# Input records
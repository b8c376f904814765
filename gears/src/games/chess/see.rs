use crate::games::chess::moves::ChessMove;
use crate::games::chess::moves::ChessMoveFlags::{NormalPawnMove, PromoQueen};
use crate::games::chess::pieces::ChessPieceType::*;
use crate::games::chess::pieces::{ChessPieceType, NUM_CHESS_PIECES};
use crate::games::chess::squares::ChessSquare;
use crate::games::chess::{ChessColor, Chessboard, PAWN_CAPTURES};
use crate::games::{AbstractPieceType, Board, Color};
use crate::general::bitboards::chessboard::ChessBitboard;
use crate::general::bitboards::RayDirections::Vertical;
use crate::general::bitboards::{Bitboard, KnownSizeBitboard, RawBitboard};
use crate::general::board::{BitboardBoard, BoardHelpers};
use derive_more::{Add, AddAssign, Neg, Sub, SubAssign};
use std::mem::swap;

#[derive(Debug, Ord, PartialOrd, Eq, PartialEq, Copy, Clone, Add, AddAssign, Sub, SubAssign, Neg)]
#[must_use]
pub struct SeeScore(pub i32);

// TODO: Better values?
pub const SEE_SCORES: [SeeScore; NUM_CHESS_PIECES + 1] = [
    SeeScore(100),
    SeeScore(300),
    SeeScore(300),
    SeeScore(500),
    SeeScore(900),
    SeeScore(99999),
    SeeScore(0), // also give the empty square a see value to make the implementation simpler
];

pub fn piece_see_value(piece: ChessPieceType) -> SeeScore {
    SEE_SCORES[piece.to_uncolored_idx()]
}

pub fn move_see_value(mov: ChessMove, victim: ChessPieceType) -> SeeScore {
    let mut score = piece_see_value(victim);
    if mov.is_promotion() {
        score += piece_see_value(mov.promo_piece()) - piece_see_value(Pawn);
    } else if mov.is_castle() {
        score = SeeScore(0); // the 'victim' would be our own rook
    }
    score
}

impl Chessboard {
    fn next_see_attacker(
        &self,
        color: ChessColor,
        all_remaining_attackers: ChessBitboard,
    ) -> Option<(ChessPieceType, ChessSquare)> {
        for piece in ChessPieceType::pieces() {
            let mut current_attackers = self.colored_piece_bb(color, piece) & all_remaining_attackers;
            if current_attackers.has_set_bit() {
                return Some((piece, ChessSquare::from_bb_index(current_attackers.pop_lsb())));
            };
        }
        None
    }

    pub fn see(&self, mov: ChessMove, mut alpha: SeeScore, mut beta: SeeScore) -> SeeScore {
        debug_assert!(alpha < beta);
        let square = mov.dest_square();
        let mut color = self.active_player;
        let original_moving_piece = mov.piece_type();
        let mut our_victim = self.piece_type_on(square);
        // A simple shortcut to avoid doing most of the work of SEE for a large portion of the cases it's called.
        // This needs to handle the case of the opponent recapturing with a pawn promotion.
        if piece_see_value(our_victim) - piece_see_value(original_moving_piece) >= beta
            && !(square.is_backrank()
                && (PAWN_CAPTURES[color as usize][square.bb_idx()] & self.colored_piece_bb(color.other(), Pawn))
                    .has_set_bit())
        {
            return beta;
        }
        let mut all_remaining_attackers = self.all_attacking(square);
        let mut removed_attackers = ChessBitboard::default();
        if self.is_occupied(square) {
            removed_attackers = square.bb(); // hyperbola quintessence expects the source square to be empty
        }
        let mut their_victim = original_moving_piece;
        if mov.is_promotion() {
            their_victim = mov.promo_piece();
        } else if mov.is_ep() {
            our_victim = Pawn;
            let bb = mov.square_of_pawn_taken_by_ep().unwrap().bb();
            debug_assert_eq!(bb & !self.occupied_bb(), ChessBitboard::default());
            all_remaining_attackers |= ChessBitboard::slider_attacks(square, self.occupied_bb() ^ bb, Vertical)
                & (self.piece_bb(Rook) | self.piece_bb(Queen));
        }
        let mut eval = move_see_value(mov, our_victim);
        // testing if eval - max recapture score was >= beta caused a decently large bench performance regression,
        // so let's not do that. This also significantly simplifies the code, because the max recapture score can be larger
        // than the captured piece value in case of promotions.

        let mut see_attack =
            |attacker: ChessSquare, all_remaining_attackers: &mut ChessBitboard, piece: ChessPieceType| {
                // `&= !` instead of `^` because in the case of a regular pawn move, the moving pawn wasn't part of the attacker bb.
                *all_remaining_attackers &= !ChessBitboard::single_piece(attacker);
                removed_attackers |= ChessBitboard::single_piece(attacker);
                debug_assert_eq!(removed_attackers & !self.occupied_bb(), ChessBitboard::default());
                let blockers_left = self.occupied_bb() ^ removed_attackers;
                // xrays for sliders
                let ray_attacks = self.ray_attacks(square, attacker, blockers_left);
                let new_attack = ray_attacks & !(removed_attackers | *all_remaining_attackers);
                debug_assert!(new_attack.count_ones() <= 1);
                *all_remaining_attackers |= new_attack;
                let (flags, new_piece) = if piece == Pawn && square.is_backrank() {
                    (PromoQueen, Queen)
                } else {
                    (NormalPawnMove, piece) // the flag doesn't matter, as long as it's not a promo or castle
                };
                (ChessMove::new(attacker, square, flags), new_piece)
            };
        _ = see_attack(mov.src_square(), &mut all_remaining_attackers, original_moving_piece);

        loop {
            color = color.other();
            (alpha, beta) = (-beta, -alpha);
            eval = -eval;
            swap(&mut our_victim, &mut their_victim);
            if eval >= beta {
                return if color == self.active_player { beta } else { -beta };
            } else if eval > alpha {
                alpha = eval;
            }
            let Some((piece, attacker_src_square)) = self.next_see_attacker(color, all_remaining_attackers) else {
                return if color == self.active_player { eval.max(alpha) } else { -eval.max(alpha) };
            };
            let (mov, piece) = see_attack(attacker_src_square, &mut all_remaining_attackers, piece);
            eval += move_see_value(mov, our_victim);
            their_victim = piece;
        }
    }

    #[must_use]
    pub fn see_at_least(&self, mov: ChessMove, beta: SeeScore) -> bool {
        self.see(mov, beta - SeeScore(1), beta).0 >= beta.0
    }
}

# Exercise description
Repeat the records. Match them exactly.

# Your response
repository b8c376f904814765
filename gears/src/games/chess/see.rs
use crate::games::chess::moves::ChessMove;
use crate::games::chess::moves::ChessMoveFlags::{NormalPawnMove, PromoQueen};
use crate::games::chess::pieces::ChessPieceType::*;
use crate::games::chess::pieces::{ChessPieceType, NUM_CHESS_PIECES};
use crate::games::chess::squares::ChessSquare;
use crate::games::chess::{ChessColor, Chessboard, PAWN_CAPTURES};
use crate::games::{AbstractPieceType, Board, Color};
use crate::general::bitboards::chessboard::ChessBitboard;
use crate::general::bitboards::RayDirections::Vertical;
use crate::general::bitboards::{Bitboard, KnownSizeBitboard, RawBitboard};
use crate::general::board::{BitboardBoard, BoardHelpers};
use derive_more::{Add, AddAssign, Neg, Sub, SubAssign};
use std::mem::swap;

#[derive(Debug, Ord, PartialOrd, Eq, PartialEq, Copy, Clone, Add, AddAssign, Sub, SubAssign, Neg)]
#[must_use]
pub struct SeeScore(pub i32);

// TODO: Better values?
pub const SEE_SCORES: [SeeScore; NUM_CHESS_PIECES + 1] = [
    SeeScore(100),
    SeeScore(300),
    SeeScore(300),
    SeeScore(500),
    SeeScore(900),
    SeeScore(99999),
    SeeScore(0), // also give the empty square a see value to make the implementation simpler
];

pub fn piece_see_value(piece: ChessPieceType) -> SeeScore {
    SEE_SCORES[piece.to_uncolored_idx()]
}

pub fn move_see_value(mov: ChessMove, victim: ChessPieceType) -> SeeScore {
    let mut score = piece_see_value(victim);
    if mov.is_promotion() {
        score += piece_see_value(mov.promo_piece()) - piece_see_value(Pawn);
    } else if mov.is_castle() {
        score = SeeScore(0); // the 'victim' would be our own rook
    }
    score
}

impl Chessboard {
    fn next_see_attacker(
        &self,
        color: ChessColor,
        all_remaining_attackers: ChessBitboard,
    ) -> Option<(ChessPieceType, ChessSquare)> {
        for piece in ChessPieceType::pieces() {
            let mut current_attackers = self.colored_piece_bb(color, piece) & all_remaining_attackers;
            if current_attackers.has_set_bit() {
                return Some((piece, ChessSquare::from_bb_index(current_attackers.pop_lsb())));
            };
        }
        None
    }

    pub fn see(&self, mov: ChessMove, mut alpha: SeeScore, mut beta: SeeScore) -> SeeScore {
        debug_assert!(alpha < beta);
        let square = mov.dest_square();
        let mut color = self.active_player;
        let original_moving_piece = mov.piece_type();
        let mut our_victim = self.piece_type_on(square);
        // A simple shortcut to avoid doing most of the work of SEE for a large portion of the cases it's called.
        // This needs to handle the case of the opponent recapturing with a pawn promotion.
        if piece_see_value(our_victim) - piece_see_value(original_moving_piece) >= beta
            && !(square.is_backrank()
                && (PAWN_CAPTURES[color as usize][square.bb_idx()] & self.colored_piece_bb(color.other(), Pawn))
                    .has_set_bit())
        {
            return beta;
        }
        let mut all_remaining_attackers = self.all_attacking(square);
        let mut removed_attackers = ChessBitboard::default();
        if self.is_occupied(square) {
            removed_attackers = square.bb(); // hyperbola quintessence expects the source square to be empty
        }
        let mut their_victim = original_moving_piece;
        if mov.is_promotion() {
            their_victim = mov.promo_piece();
        } else if mov.is_ep() {
            our_victim = Pawn;
            let bb = mov.square_of_pawn_taken_by_ep().unwrap().bb();
            debug_assert_eq!(bb & !self.occupied_bb(), ChessBitboard::default());
            all_remaining_attackers |= ChessBitboard::slider_attacks(square, self.occupied_bb() ^ bb, Vertical)
                & (self.piece_bb(Rook) | self.piece_bb(Queen));
        }
        let mut eval = move_see_value(mov, our_victim);
        // testing if eval - max recapture score was >= beta caused a decently large bench performance regression,
        // so let's not do that. This also significantly simplifies the code, because the max recapture score can be larger
        // than the captured piece value in case of promotions.

        let mut see_attack =
            |attacker: ChessSquare, all_remaining_attackers: &mut ChessBitboard, piece: ChessPieceType| {
                // `&= !` instead of `^` because in the case of a regular pawn move, the moving pawn wasn't part of the attacker bb.
                *all_remaining_attackers &= !ChessBitboard::single_piece(attacker);
                removed_attackers |= ChessBitboard::single_piece(attacker);
                debug_assert_eq!(removed_attackers & !self.occupied_bb(), ChessBitboard::default());
                let blockers_left = self.occupied_bb() ^ removed_attackers;
                // xrays for sliders
                let ray_attacks = self.ray_attacks(square, attacker, blockers_left);
                let new_attack = ray_attacks & !(removed_attackers | *all_remaining_attackers);
                debug_assert!(new_attack.count_ones() <= 1);
                *all_remaining_attackers |= new_attack;
                let (flags, new_piece) = if piece == Pawn && square.is_backrank() {
                    (PromoQueen, Queen)
                } else {
                    (NormalPawnMove, piece) // the flag doesn't matter, as long as it's not a promo or castle
                };
                (ChessMove::new(attacker, square, flags), new_piece)
            };
        _ = see_attack(mov.src_square(), &mut all_remaining_attackers, original_moving_piece);

        loop {
            color = color.other();
            (alpha, beta) = (-beta, -alpha);
            eval = -eval;
            swap(&mut our_victim, &mut their_victim);
            if eval >= beta {
                return if color == self.active_player { beta } else { -beta };
            } else if eval > alpha {
                alpha = eval;
            }
            let Some((piece, attacker_src_square)) = self.next_see_attacker(color, all_remaining_attackers) else {
                return if color == self.active_player { eval.max(alpha) } else { -eval.max(alpha) };
            };
            let (mov, piece) = see_attack(attacker_src_square, &mut all_remaining_attackers, piece);
            eval += move_see_value(mov, our_victim);
            their_victim = piece;
        }
    }

    #[must_use]
    pub fn see_at_least(&self, mov: ChessMove, beta: SeeScore) -> bool {
        self.see(mov, beta - SeeScore(1), beta).0 >= beta.0
    }
}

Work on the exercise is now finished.